- _ASSIGNED TASK_:
The records below are to be transcribed in full, exactly as given.

- _RECORDED DATA_:
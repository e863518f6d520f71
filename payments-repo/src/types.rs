//! Database row structs and their conversion into domain payments.

use chrono::{DateTime, Utc};
use sqlx::FromRow;

use payments_types::{Amount, Payment, PaymentId, PaymentState, PaymentUid, RepoError};

/// Columns selected by every payment query, in row-struct order.
pub const PAYMENT_COLUMNS: &str =
    "id, uid, account_origin, account_target, amount, date, processed, processed_date";

// ─────────────────────────────────────────────────────────────────────────────
// Database row structs (derive FromRow for automatic mapping)
// ─────────────────────────────────────────────────────────────────────────────

/// Payment row from PostgreSQL (native timestamps).
#[cfg(feature = "postgres")]
#[derive(FromRow)]
pub struct DbPayment {
    pub id: i64,
    pub uid: String,
    pub account_origin: String,
    pub account_target: String,
    pub amount: f64,
    pub date: DateTime<Utc>,
    pub processed: bool,
    pub processed_date: Option<DateTime<Utc>>,
}

#[cfg(feature = "postgres")]
impl DbPayment {
    pub fn into_domain(self) -> Result<Payment, RepoError> {
        build_payment(
            self.id,
            self.uid,
            self.account_origin,
            self.account_target,
            self.amount,
            self.date,
            self.processed,
            self.processed_date,
        )
    }
}

/// Payment row from SQLite (timestamps stored as RFC 3339 text).
#[cfg(feature = "sqlite")]
#[derive(FromRow)]
pub struct DbSqlitePayment {
    pub id: i64,
    pub uid: String,
    pub account_origin: String,
    pub account_target: String,
    pub amount: f64,
    pub date: String,
    pub processed: bool,
    pub processed_date: Option<String>,
}

#[cfg(feature = "sqlite")]
impl DbSqlitePayment {
    pub fn into_domain(self) -> Result<Payment, RepoError> {
        let date = parse_timestamp(&self.date)?;
        let processed_date = self
            .processed_date
            .as_deref()
            .map(parse_timestamp)
            .transpose()?;

        build_payment(
            self.id,
            self.uid,
            self.account_origin,
            self.account_target,
            self.amount,
            date,
            self.processed,
            processed_date,
        )
    }
}

#[cfg(feature = "sqlite")]
fn parse_timestamp(value: &str) -> Result<DateTime<Utc>, RepoError> {
    DateTime::parse_from_rfc3339(value)
        .map(|dt| dt.with_timezone(&Utc))
        .map_err(|e| RepoError::Database(e.to_string()))
}

#[allow(clippy::too_many_arguments)]
fn build_payment(
    id: i64,
    uid: String,
    account_origin: String,
    account_target: String,
    amount: f64,
    date: DateTime<Utc>,
    processed: bool,
    processed_date: Option<DateTime<Utc>>,
) -> Result<Payment, RepoError> {
    let state = PaymentState::from_columns(processed, processed_date).ok_or_else(|| {
        RepoError::Database(format!(
            "Payment {} has inconsistent processed columns",
            uid
        ))
    })?;

    let amount = Amount::new(amount).map_err(|e| RepoError::Database(e.to_string()))?;

    Ok(Payment::from_parts(
        PaymentId::new(id),
        PaymentUid::from(uid),
        account_origin,
        account_target,
        amount,
        date,
        state,
    ))
}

- _THE COMPLETED TASK_:
repository e863518f6d520f71
filename payments-repo/src/types.rs
//! Database row structs and their conversion into domain payments.

use chrono::{DateTime, Utc};
use sqlx::FromRow;

use payments_types::{Amount, Payment, PaymentId, PaymentState, PaymentUid, RepoError};

/// Columns selected by every payment query, in row-struct order.
pub const PAYMENT_COLUMNS: &str =
    "id, uid, account_origin, account_target, amount, date, processed, processed_date";

// ─────────────────────────────────────────────────────────────────────────────
// Database row structs (derive FromRow for automatic mapping)
// ─────────────────────────────────────────────────────────────────────────────

/// Payment row from PostgreSQL (native timestamps).
#[cfg(feature = "postgres")]
#[derive(FromRow)]
pub struct DbPayment {
    pub id: i64,
    pub uid: String,
    pub account_origin: String,
    pub account_target: String,
    pub amount: f64,
    pub date: DateTime<Utc>,
    pub processed: bool,
    pub processed_date: Option<DateTime<Utc>>,
}

#[cfg(feature = "postgres")]
impl DbPayment {
    pub fn into_domain(self) -> Result<Payment, RepoError> {
        build_payment(
            self.id,
            self.uid,
            self.account_origin,
            self.account_target,
            self.amount,
            self.date,
            self.processed,
            self.processed_date,
        )
    }
}

/// Payment row from SQLite (timestamps stored as RFC 3339 text).
#[cfg(feature = "sqlite")]
#[derive(FromRow)]
pub struct DbSqlitePayment {
    pub id: i64,
    pub uid: String,
    pub account_origin: String,
    pub account_target: String,
    pub amount: f64,
    pub date: String,
    pub processed: bool,
    pub processed_date: Option<String>,
}

#[cfg(feature = "sqlite")]
impl DbSqlitePayment {
    pub fn into_domain(self) -> Result<Payment, RepoError> {
        let date = parse_timestamp(&self.date)?;
        let processed_date = self
            .processed_date
            .as_deref()
            .map(parse_timestamp)
            .transpose()?;

        build_payment(
            self.id,
            self.uid,
            self.account_origin,
            self.account_target,
            self.amount,
            date,
            self.processed,
            processed_date,
        )
    }
}

#[cfg(feature = "sqlite")]
fn parse_timestamp(value: &str) -> Result<DateTime<Utc>, RepoError> {
    DateTime::parse_from_rfc3339(value)
        .map(|dt| dt.with_timezone(&Utc))
        .map_err(|e| RepoError::Database(e.to_string()))
}

#[allow(clippy::too_many_arguments)]
fn build_payment(
    id: i64,
    uid: String,
    account_origin: String,
    account_target: String,
    amount: f64,
    date: DateTime<Utc>,
    processed: bool,
    processed_date: Option<DateTime<Utc>>,
) -> Result<Payment, RepoError> {
    let state = PaymentState::from_columns(processed, processed_date).ok_or_else(|| {
        RepoError::Database(format!(
            "Payment {} has inconsistent processed columns",
            uid
        ))
    })?;

    let amount = Amount::new(amount).map_err(|e| RepoError::Database(e.to_string()))?;

    Ok(Payment::from_parts(
        PaymentId::new(id),
        PaymentUid::from(uid),
        account_origin,
        account_target,
        amount,
        date,
        state,
    ))
}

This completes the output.